● How to complete this task
The data must be transcribed exactly, with no line missing.

● Supplied material
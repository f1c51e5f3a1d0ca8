//! The closed set of HTTP methods the router dispatches on.

use std::fmt;
use std::str::FromStr;

/// HTTP request method.
///
/// Only these seven methods are routable. Anything else is rejected at the
/// transport boundary before a request reaches the router.
#[derive(Debug, Clone, Copy, PartialEq, Eq, Hash, PartialOrd, Ord)]
pub enum HttpMethod {
    /// `GET`
    Get,
    /// `POST`
    Post,
    /// `PUT`
    Put,
    /// `DELETE`
    Delete,
    /// `PATCH`
    Patch,
    /// `OPTIONS`
    Options,
    /// `HEAD`
    Head,
}

/// Error returned when a method name is outside the routable set.
#[derive(Debug, Clone, PartialEq, Eq, thiserror::Error)]
#[error("unsupported HTTP method: {0}")]
pub struct UnsupportedMethod(pub String);

impl HttpMethod {
    /// Every routable method, in table order.
    pub const ALL: [HttpMethod; 7] = [
        Self::Get,
        Self::Post,
        Self::Put,
        Self::Delete,
        Self::Patch,
        Self::Options,
        Self::Head,
    ];

    /// Number of routable methods.
    pub const COUNT: usize = Self::ALL.len();

    /// Returns the canonical upper-case name.
    #[must_use]
    pub const fn as_str(self) -> &'static str {
        match self {
            Self::Get => "GET",
            Self::Post => "POST",
            Self::Put => "PUT",
            Self::Delete => "DELETE",
            Self::Patch => "PATCH",
            Self::Options => "OPTIONS",
            Self::Head => "HEAD",
        }
    }

    /// Position of this method in per-method tables.
    #[must_use]
    pub const fn index(self) -> usize {
        self as usize
    }
}

impl fmt::Display for HttpMethod {
    fn fmt(&self, f: &mut fmt::Formatter<'_>) -> fmt::Result {
        f.write_str(self.as_str())
    }
}

impl FromStr for HttpMethod {
    type Err = UnsupportedMethod;

    fn from_str(s: &str) -> Result<Self, Self::Err> {
        Self::ALL
            .into_iter()
            .find(|m| m.as_str() == s)
            .ok_or_else(|| UnsupportedMethod(s.to_string()))
    }
}

impl TryFrom<&http::Method> for HttpMethod {
    type Error = UnsupportedMethod;

    fn try_from(method: &http::Method) -> Result<Self, Self::Error> {
        match *method {
            http::Method::GET => Ok(Self::Get),
            http::Method::POST => Ok(Self::Post),
            http::Method::PUT => Ok(Self::Put),
            http::Method::DELETE => Ok(Self::Delete),
            http::Method::PATCH => Ok(Self::Patch),
            http::Method::OPTIONS => Ok(Self::Options),
            http::Method::HEAD => Ok(Self::Head),
            _ => Err(UnsupportedMethod(method.as_str().to_string())),
        }
    }
}

impl From<HttpMethod> for http::Method {
    fn from(method: HttpMethod) -> Self {
        match method {
            HttpMethod::Get => Self::GET,
            HttpMethod::Post => Self::POST,
            HttpMethod::Put => Self::PUT,
            HttpMethod::Delete => Self::DELETE,
            HttpMethod::Patch => Self::PATCH,
            HttpMethod::Options => Self::OPTIONS,
            HttpMethod::Head => Self::HEAD,
        }
    }
}
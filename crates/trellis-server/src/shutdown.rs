//! Graceful shutdown.
//!
//! A [`ShutdownSignal`] is a cloneable, trigger-once flag that any number of
//! tasks can await. The accept loop stops on it, open connections finish
//! their current exchange, and the server waits (bounded by the configured
//! timeout) for the [`ConnectionTracker`] to drain.
//!
//! ```rust
//! use trellis_server::ShutdownSignal;
//!
//! # tokio_test::block_on(async {
//! let shutdown = ShutdownSignal::new();
//! let waiter = shutdown.recv();
//! shutdown.trigger();
//! waiter.await;
//! assert!(shutdown.is_shutdown());
//! # });
//! ```

use std::future::Future;
use std::sync::atomic::{AtomicBool, AtomicUsize, Ordering};
use std::sync::Arc;

use tokio::sync::{broadcast, Notify};

/// Trigger-once shutdown flag shared between tasks.
#[derive(Debug, Clone)]
pub struct ShutdownSignal {
    triggered: Arc<AtomicBool>,
    sender: broadcast::Sender<()>,
}

impl ShutdownSignal {
    /// Creates an untriggered signal.
    #[must_use]
    pub fn new() -> Self {
        let (sender, _) = broadcast::channel(1);
        Self {
            triggered: Arc::new(AtomicBool::new(false)),
            sender,
        }
    }

    /// Triggers the signal. Later calls do nothing.
    pub fn trigger(&self) {
        if self
            .triggered
            .compare_exchange(false, true, Ordering::SeqCst, Ordering::SeqCst)
            .is_ok()
        {
            // no receivers is fine
            let _ = self.sender.send(());
        }
    }

    /// Whether the signal has fired.
    #[must_use]
    pub fn is_shutdown(&self) -> bool {
        self.triggered.load(Ordering::SeqCst)
    }

    /// A future that completes once the signal fires.
    ///
    /// The subscription is taken before the flag is checked, so a trigger
    /// racing with this call is never missed.
    pub fn recv(&self) -> impl Future<Output = ()> + Send + 'static {
        let triggered = Arc::clone(&self.triggered);
        let mut receiver = self.sender.subscribe();
        async move {
            if triggered.load(Ordering::SeqCst) {
                return;
            }
            let _ = receiver.recv().await;
        }
    }

    /// A signal that fires on SIGINT or SIGTERM (Ctrl+C elsewhere).
    ///
    /// Must be called from inside a tokio runtime.
    #[must_use]
    pub fn with_os_signals() -> Self {
        let signal = Self::new();
        let trigger = signal.clone();

        tokio::spawn(async move {
            wait_for_os_signal().await;
            trigger.trigger();
        });

        signal
    }
}

impl Default for ShutdownSignal {
    fn default() -> Self {
        Self::new()
    }
}

async fn wait_for_os_signal() {
    #[cfg(unix)]
    {
        use tokio::signal::unix::{signal, SignalKind};

        match (
            signal(SignalKind::terminate()),
            signal(SignalKind::interrupt()),
        ) {
            (Ok(mut sigterm), Ok(mut sigint)) => {
                tokio::select! {
                    _ = sigterm.recv() => tracing::info!("received SIGTERM, shutting down"),
                    _ = sigint.recv() => tracing::info!("received SIGINT, shutting down"),
                }
                return;
            }
            (Err(e), _) | (_, Err(e)) => {
                tracing::error!(error = %e, "could not install signal handlers, falling back to Ctrl+C");
            }
        }
    }

    match tokio::signal::ctrl_c().await {
        Ok(()) => tracing::info!("received Ctrl+C, shutting down"),
        Err(e) => {
            tracing::error!(error = %e, "could not listen for Ctrl+C; shutdown must be triggered manually");
            std::future::pending::<()>().await;
        }
    }
}

/// Counts live connections so shutdown can wait for them.
#[derive(Debug, Clone, Default)]
pub struct ConnectionTracker {
    active: Arc<AtomicUsize>,
    notify: Arc<Notify>,
}

impl ConnectionTracker {
    /// Creates a tracker with no connections.
    #[must_use]
    pub fn new() -> Self {
        Self::default()
    }

    /// Registers a connection; dropping the token unregisters it.
    #[must_use]
    pub fn acquire(&self) -> ConnectionToken {
        self.active.fetch_add(1, Ordering::SeqCst);
        ConnectionToken {
            active: Arc::clone(&self.active),
            notify: Arc::clone(&self.notify),
        }
    }

    /// Number of live connections.
    #[must_use]
    pub fn active_connections(&self) -> usize {
        self.active.load(Ordering::SeqCst)
    }

    /// Completes when every token has been dropped.
    pub async fn wait_for_shutdown(&self) {
        loop {
            let notified = self.notify.notified();
            if self.active.load(Ordering::SeqCst) == 0 {
                return;
            }
            notified.await;
        }
    }
}

/// Live-connection marker handed out by [`ConnectionTracker::acquire`].
#[derive(Debug)]
pub struct ConnectionToken {
    active: Arc<AtomicUsize>,
    notify: Arc<Notify>,
}

impl Drop for ConnectionToken {
    fn drop(&mut self) {
        if self.active.fetch_sub(1, Ordering::SeqCst) == 1 {
            self.notify.notify_waiters();
        }
    }
}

● Reply to the task
repository f1c51e5f3a1d0ca8
//! The closed set of HTTP methods the router dispatches on.

use std::fmt;
use std::str::FromStr;

/// HTTP request method.
///
/// Only these seven methods are routable. Anything else is rejected at the
/// transport boundary before a request reaches the router.
#[derive(Debug, Clone, Copy, PartialEq, Eq, Hash, PartialOrd, Ord)]
pub enum HttpMethod {
    /// `GET`
    Get,
    /// `POST`
    Post,
    /// `PUT`
    Put,
    /// `DELETE`
    Delete,
    /// `PATCH`
    Patch,
    /// `OPTIONS`
    Options,
    /// `HEAD`
    Head,
}

/// Error returned when a method name is outside the routable set.
#[derive(Debug, Clone, PartialEq, Eq, thiserror::Error)]
#[error("unsupported HTTP method: {0}")]
pub struct UnsupportedMethod(pub String);

impl HttpMethod {
    /// Every routable method, in table order.
    pub const ALL: [HttpMethod; 7] = [
        Self::Get,
        Self::Post,
        Self::Put,
        Self::Delete,
        Self::Patch,
        Self::Options,
        Self::Head,
    ];

    /// Number of routable methods.
    pub const COUNT: usize = Self::ALL.len();

    /// Returns the canonical upper-case name.
    #[must_use]
    pub const fn as_str(self) -> &'static str {
        match self {
            Self::Get => "GET",
            Self::Post => "POST",
            Self::Put => "PUT",
            Self::Delete => "DELETE",
            Self::Patch => "PATCH",
            Self::Options => "OPTIONS",
            Self::Head => "HEAD",
        }
    }

    /// Position of this method in per-method tables.
    #[must_use]
    pub const fn index(self) -> usize {
        self as usize
    }
}

impl fmt::Display for HttpMethod {
    fn fmt(&self, f: &mut fmt::Formatter<'_>) -> fmt::Result {
        f.write_str(self.as_str())
    }
}

impl FromStr for HttpMethod {
    type Err = UnsupportedMethod;

    fn from_str(s: &str) -> Result<Self, Self::Err> {
        Self::ALL
            .into_iter()
            .find(|m| m.as_str() == s)
            .ok_or_else(|| UnsupportedMethod(s.to_string()))
    }
}

impl TryFrom<&http::Method> for HttpMethod {
    type Error = UnsupportedMethod;

    fn try_from(method: &http::Method) -> Result<Self, Self::Error> {
        match *method {
            http::Method::GET => Ok(Self::Get),
            http::Method::POST => Ok(Self::Post),
            http::Method::PUT => Ok(Self::Put),
            http::Method::DELETE => Ok(Self::Delete),
            http::Method::PATCH => Ok(Self::Patch),
            http::Method::OPTIONS => Ok(Self::Options),
            http::Method::HEAD => Ok(Self::Head),
            _ => Err(UnsupportedMethod(method.as_str().to_string())),
        }
    }
}

impl From<HttpMethod> for http::Method {
    fn from(method: HttpMethod) -> Self {
        match method {
            HttpMethod::Get => Self::GET,
            HttpMethod::Post => Self::POST,
            HttpMethod::Put => Self::PUT,
            HttpMethod::Delete => Self::DELETE,
            HttpMethod::Patch => Self::PATCH,
            HttpMethod::Options => Self::OPTIONS,
            HttpMethod::Head => Self::HEAD,
        }
    }
}
filename crates/trellis-server/src/shutdown.rs
//! Graceful shutdown.
//!
//! A [`ShutdownSignal`] is a cloneable, trigger-once flag that any number of
//! tasks can await. The accept loop stops on it, open connections finish
//! their current exchange, and the server waits (bounded by the configured
//! timeout) for the [`ConnectionTracker`] to drain.
//!
//! ```rust
//! use trellis_server::ShutdownSignal;
//!
//! # tokio_test::block_on(async {
//! let shutdown = ShutdownSignal::new();
//! let waiter = shutdown.recv();
//! shutdown.trigger();
//! waiter.await;
//! assert!(shutdown.is_shutdown());
//! # });
//! ```

use std::future::Future;
use std::sync::atomic::{AtomicBool, AtomicUsize, Ordering};
use std::sync::Arc;

use tokio::sync::{broadcast, Notify};

/// Trigger-once shutdown flag shared between tasks.
#[derive(Debug, Clone)]
pub struct ShutdownSignal {
    triggered: Arc<AtomicBool>,
    sender: broadcast::Sender<()>,
}

impl ShutdownSignal {
    /// Creates an untriggered signal.
    #[must_use]
    pub fn new() -> Self {
        let (sender, _) = broadcast::channel(1);
        Self {
            triggered: Arc::new(AtomicBool::new(false)),
            sender,
        }
    }

    /// Triggers the signal. Later calls do nothing.
    pub fn trigger(&self) {
        if self
            .triggered
            .compare_exchange(false, true, Ordering::SeqCst, Ordering::SeqCst)
            .is_ok()
        {
            // no receivers is fine
            let _ = self.sender.send(());
        }
    }

    /// Whether the signal has fired.
    #[must_use]
    pub fn is_shutdown(&self) -> bool {
        self.triggered.load(Ordering::SeqCst)
    }

    /// A future that completes once the signal fires.
    ///
    /// The subscription is taken before the flag is checked, so a trigger
    /// racing with this call is never missed.
    pub fn recv(&self) -> impl Future<Output = ()> + Send + 'static {
        let triggered = Arc::clone(&self.triggered);
        let mut receiver = self.sender.subscribe();
        async move {
            if triggered.load(Ordering::SeqCst) {
                return;
            }
            let _ = receiver.recv().await;
        }
    }

    /// A signal that fires on SIGINT or SIGTERM (Ctrl+C elsewhere).
    ///
    /// Must be called from inside a tokio runtime.
    #[must_use]
    pub fn with_os_signals() -> Self {
        let signal = Self::new();
        let trigger = signal.clone();

        tokio::spawn(async move {
            wait_for_os_signal().await;
            trigger.trigger();
        });

        signal
    }
}

impl Default for ShutdownSignal {
    fn default() -> Self {
        Self::new()
    }
}

async fn wait_for_os_signal() {
    #[cfg(unix)]
    {
        use tokio::signal::unix::{signal, SignalKind};

        match (
            signal(SignalKind::terminate()),
            signal(SignalKind::interrupt()),
        ) {
            (Ok(mut sigterm), Ok(mut sigint)) => {
                tokio::select! {
                    _ = sigterm.recv() => tracing::info!("received SIGTERM, shutting down"),
                    _ = sigint.recv() => tracing::info!("received SIGINT, shutting down"),
                }
                return;
            }
            (Err(e), _) | (_, Err(e)) => {
                tracing::error!(error = %e, "could not install signal handlers, falling back to Ctrl+C");
            }
        }
    }

    match tokio::signal::ctrl_c().await {
        Ok(()) => tracing::info!("received Ctrl+C, shutting down"),
        Err(e) => {
            tracing::error!(error = %e, "could not listen for Ctrl+C; shutdown must be triggered manually");
            std::future::pending::<()>().await;
        }
    }
}

/// Counts live connections so shutdown can wait for them.
#[derive(Debug, Clone, Default)]
pub struct ConnectionTracker {
    active: Arc<AtomicUsize>,
    notify: Arc<Notify>,
}

impl ConnectionTracker {
    /// Creates a tracker with no connections.
    #[must_use]
    pub fn new() -> Self {
        Self::default()
    }

    /// Registers a connection; dropping the token unregisters it.
    #[must_use]
    pub fn acquire(&self) -> ConnectionToken {
        self.active.fetch_add(1, Ordering::SeqCst);
        ConnectionToken {
            active: Arc::clone(&self.active),
            notify: Arc::clone(&self.notify),
        }
    }

    /// Number of live connections.
    #[must_use]
    pub fn active_connections(&self) -> usize {
        self.active.load(Ordering::SeqCst)
    }

    /// Completes when every token has been dropped.
    pub async fn wait_for_shutdown(&self) {
        loop {
            let notified = self.notify.notified();
            if self.active.load(Ordering::SeqCst) == 0 {
                return;
            }
            notified.await;
        }
    }
}

/// Live-connection marker handed out by [`ConnectionTracker::acquire`].
#[derive(Debug)]
pub struct ConnectionToken {
    active: Arc<AtomicUsize>,
    notify: Arc<Notify>,
}

impl Drop for ConnectionToken {
    fn drop(&mut self) {
        if self.active.fetch_sub(1, Ordering::SeqCst) == 1 {
            self.notify.notify_waiters();
        }
    }
}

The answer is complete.